● Exercise goal: When a line below holds the string "CatalogClient", show that line.

● Material for this exercise:
//! Key event handling

use anyhow::Result;
use crossterm::event::{KeyCode, KeyEvent, KeyEventKind, KeyModifiers};

use crate::model::{ActiveSection, Intent, View};
use super::playback::SEEK_STEP_SECS;
use super::AppController;

impl AppController {
    pub async fn handle_key_event(&self, key: KeyEvent) -> Result<()> {
        if key.kind != KeyEventKind::Press {
            return Ok(());
        }

        let model = &self.model;

        // Handle error message first (blocks all other interactions)
        if model.has_error().await {
            if matches!(key.code, KeyCode::Esc | KeyCode::Enter) {
                model.clear_error().await;
            }
            return Ok(());
        }

        // Handle help popup
        if model.is_help_popup_open().await {
            if matches!(key.code, KeyCode::Esc | KeyCode::Char('h') | KeyCode::Char('H')) {
                model.hide_help_popup().await;
            }
            return Ok(());
        }

        let ctrl = key.modifiers.contains(KeyModifiers::CONTROL);
        let alt = key.modifiers.contains(KeyModifiers::ALT);

        // History works from every section
        match key.code {
            KeyCode::Left if alt => {
                self.dispatch(Intent::GoBack).await;
                return Ok(());
            }
            KeyCode::Right if alt => {
                self.dispatch(Intent::GoForward).await;
                return Ok(());
            }
            KeyCode::F(5) => {
                self.reload_current_view().await;
                return Ok(());
            }
            KeyCode::Char('r') if ctrl => {
                self.reload_current_view().await;
                return Ok(());
            }
            _ => {}
        }

        let ui_state = model.get_ui_state().await;

        // Handle search input when in search section
        if ui_state.active_section == ActiveSection::Search {
            match key.code {
                KeyCode::Tab => {
                    model.cycle_section_forward().await;
                    return Ok(());
                }
                KeyCode::BackTab => {
                    model.cycle_section_backward().await;
                    return Ok(());
                }
                KeyCode::Enter => {
                    self.dispatch(Intent::SearchClick).await;
                    model.set_active_section(ActiveSection::MainContent).await;
                    return Ok(());
                }
                KeyCode::Esc => {
                    model.update_search_query(String::new()).await;
                    return Ok(());
                }
                KeyCode::Backspace => {
                    model.backspace_search().await;
                    return Ok(());
                }
                KeyCode::Char(c) => {
                    // Q still quits even in search mode when Ctrl is pressed
                    if (c == 'q' || c == 'Q') && ctrl {
                        model.set_should_quit(true).await;
                        return Ok(());
                    }
                    model.append_to_search(c).await;
                    if self.model.current_view().await != View::Search {
                        self.dispatch(Intent::SearchClick).await;
                    }
                    return Ok(());
                }
                _ => {}
            }
        }

        let current_view = model.current_view().await;
        let on_home = current_view == View::Home;
        let on_library = current_view == View::Library;
        match ui_state.active_section {
            ActiveSection::Sidebar => match key.code {
                KeyCode::Up => {
                    model.sidebar_move_up().await;
                    return Ok(());
                }
                KeyCode::Down => {
                    model.sidebar_move_down().await;
                    return Ok(());
                }
                KeyCode::Enter => {
                    self.open_sidebar_item().await;
                    return Ok(());
                }
                _ => {}
            },
            ActiveSection::MainContent => match key.code {
                KeyCode::Left | KeyCode::Right if on_home => {
                    model.focus_home_section(key.code == KeyCode::Right).await;
                    return Ok(());
                }
                KeyCode::Up => {
                    model.content_move_up().await;
                    return Ok(());
                }
                KeyCode::Down => {
                    model.content_move_down().await;
                    return Ok(());
                }
                KeyCode::Enter => {
                    self.play_selected().await;
                    return Ok(());
                }
                KeyCode::Char('d') | KeyCode::Delete if on_library => {
                    self.remove_selected_from_library().await;
                    return Ok(());
                }
                KeyCode::Backspace | KeyCode::Esc => {
                    self.dispatch(Intent::GoBack).await;
                    return Ok(());
                }
                _ => {}
            },
            ActiveSection::Search => {}
        }

        // Global keybindings
        match key.code {
            KeyCode::Char('q') | KeyCode::Char('Q') => {
                model.set_should_quit(true).await;
            }
            KeyCode::Tab => {
                if key.modifiers.contains(KeyModifiers::SHIFT) {
                    model.cycle_section_backward().await;
                } else {
                    model.cycle_section_forward().await;
                }
            }
            KeyCode::BackTab => {
                model.cycle_section_backward().await;
            }
            KeyCode::Char('[') => self.dispatch(Intent::GoBack).await,
            KeyCode::Char(']') => self.dispatch(Intent::GoForward).await,
            KeyCode::Char('1') => self.dispatch(Intent::HomeClick).await,
            KeyCode::Char('2') => self.dispatch(Intent::SearchClick).await,
            KeyCode::Char('3') => self.dispatch(Intent::LibraryToggle).await,
            // Play/Pause toggle
            KeyCode::Char(' ') => self.dispatch(Intent::TogglePlayPause).await,
            KeyCode::Char('n') | KeyCode::Char('N') => self.dispatch(Intent::Next).await,
            KeyCode::Char('p') | KeyCode::Char('P') => self.dispatch(Intent::Previous).await,
            KeyCode::Char('s') | KeyCode::Char('S') => self.dispatch(Intent::ToggleShuffle).await,
            KeyCode::Char('r') | KeyCode::Char('R') => self.dispatch(Intent::CycleRepeatMode).await,
            KeyCode::Char('x') | KeyCode::Char('X') => self.dispatch(Intent::ToggleLiked).await,
            KeyCode::Char('+') | KeyCode::Char('=') => self.dispatch(Intent::VolumeUp).await,
            KeyCode::Char('-') => self.dispatch(Intent::VolumeDown).await,
            KeyCode::Char(',') => self.seek_relative(-SEEK_STEP_SECS).await,
            KeyCode::Char('.') => self.seek_relative(SEEK_STEP_SECS).await,
            // Focus search
            KeyCode::Char('g') | KeyCode::Char('G') => {
                model.set_active_section(ActiveSection::Search).await;
            }
            // Show help popup
            KeyCode::Char('h') | KeyCode::Char('H') => {
                model.show_help_popup().await;
            }
            _ => {}
        }
        Ok(())
    }
}

#[cfg(test)]
mod tests {
    use super::*;
    use std::sync::Arc;

    use crate::config::AppConfig;
    use crate::model::{AppModel, CatalogClient, RepeatMode};

    fn controller() -> AppController {
        let catalog = CatalogClient::new(reqwest::Client::new(), None, None);
        let config = AppConfig {
            cache_dir: std::env::temp_dir().join("spotify-shell-input-tests"),
            ..AppConfig::default()
        };
        AppController::new(Arc::new(AppModel::new(config, catalog)))
    }

    fn press(code: KeyCode) -> KeyEvent {
        KeyEvent::new(code, KeyModifiers::NONE)
    }

    #[tokio::test]
    async fn transport_keys_reach_the_shell() {
        let controller = controller();
        controller.handle_key_event(press(KeyCode::Char('s'))).await.unwrap();
        controller.handle_key_event(press(KeyCode::Char('r'))).await.unwrap();
        controller.handle_key_event(press(KeyCode::Char('-'))).await.unwrap();

        let state = controller.model.get_playback_info().await.state;
        assert!(state.shuffle);
        assert_eq!(state.repeat_mode, RepeatMode::All);
        assert_eq!(state.volume, 75);
    }

    #[tokio::test]
    async fn bracket_keys_walk_history() {
        let controller = controller();
        controller.handle_key_event(press(KeyCode::Char('3'))).await.unwrap();
        assert_eq!(controller.model.current_view().await, View::Library);

        controller.handle_key_event(press(KeyCode::Char('['))).await.unwrap();
        assert_eq!(controller.model.current_view().await, View::Home);

        controller.handle_key_event(press(KeyCode::Char(']'))).await.unwrap();
        assert_eq!(controller.model.current_view().await, View::Library);
    }

    #[tokio::test]
    async fn typing_in_search_switches_to_search_view() {
        let controller = controller();
        controller.model.set_active_section(ActiveSection::Search).await;
        controller.handle_key_event(press(KeyCode::Char('a'))).await.unwrap();
        controller.handle_key_event(press(KeyCode::Char('q'))).await.unwrap();

        assert_eq!(controller.model.current_view().await, View::Search);
        assert_eq!(controller.model.get_ui_state().await.search_query, "aq");
        assert!(!controller.model.should_quit().await);
    }

    #[tokio::test]
    async fn error_overlay_swallows_keys_until_dismissed() {
        let controller = controller();
        controller.model.set_error("boom".to_string()).await;
        controller.handle_key_event(press(KeyCode::Char('s'))).await.unwrap();
        assert!(!controller.model.get_playback_info().await.state.shuffle);

        controller.handle_key_event(press(KeyCode::Esc)).await.unwrap();
        assert!(!controller.model.has_error().await);
    }
}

● Task answer:
    use crate::model::{AppModel, CatalogClient, RepeatMode};
        let catalog = CatalogClient::new(reqwest::Client::new(), None, None);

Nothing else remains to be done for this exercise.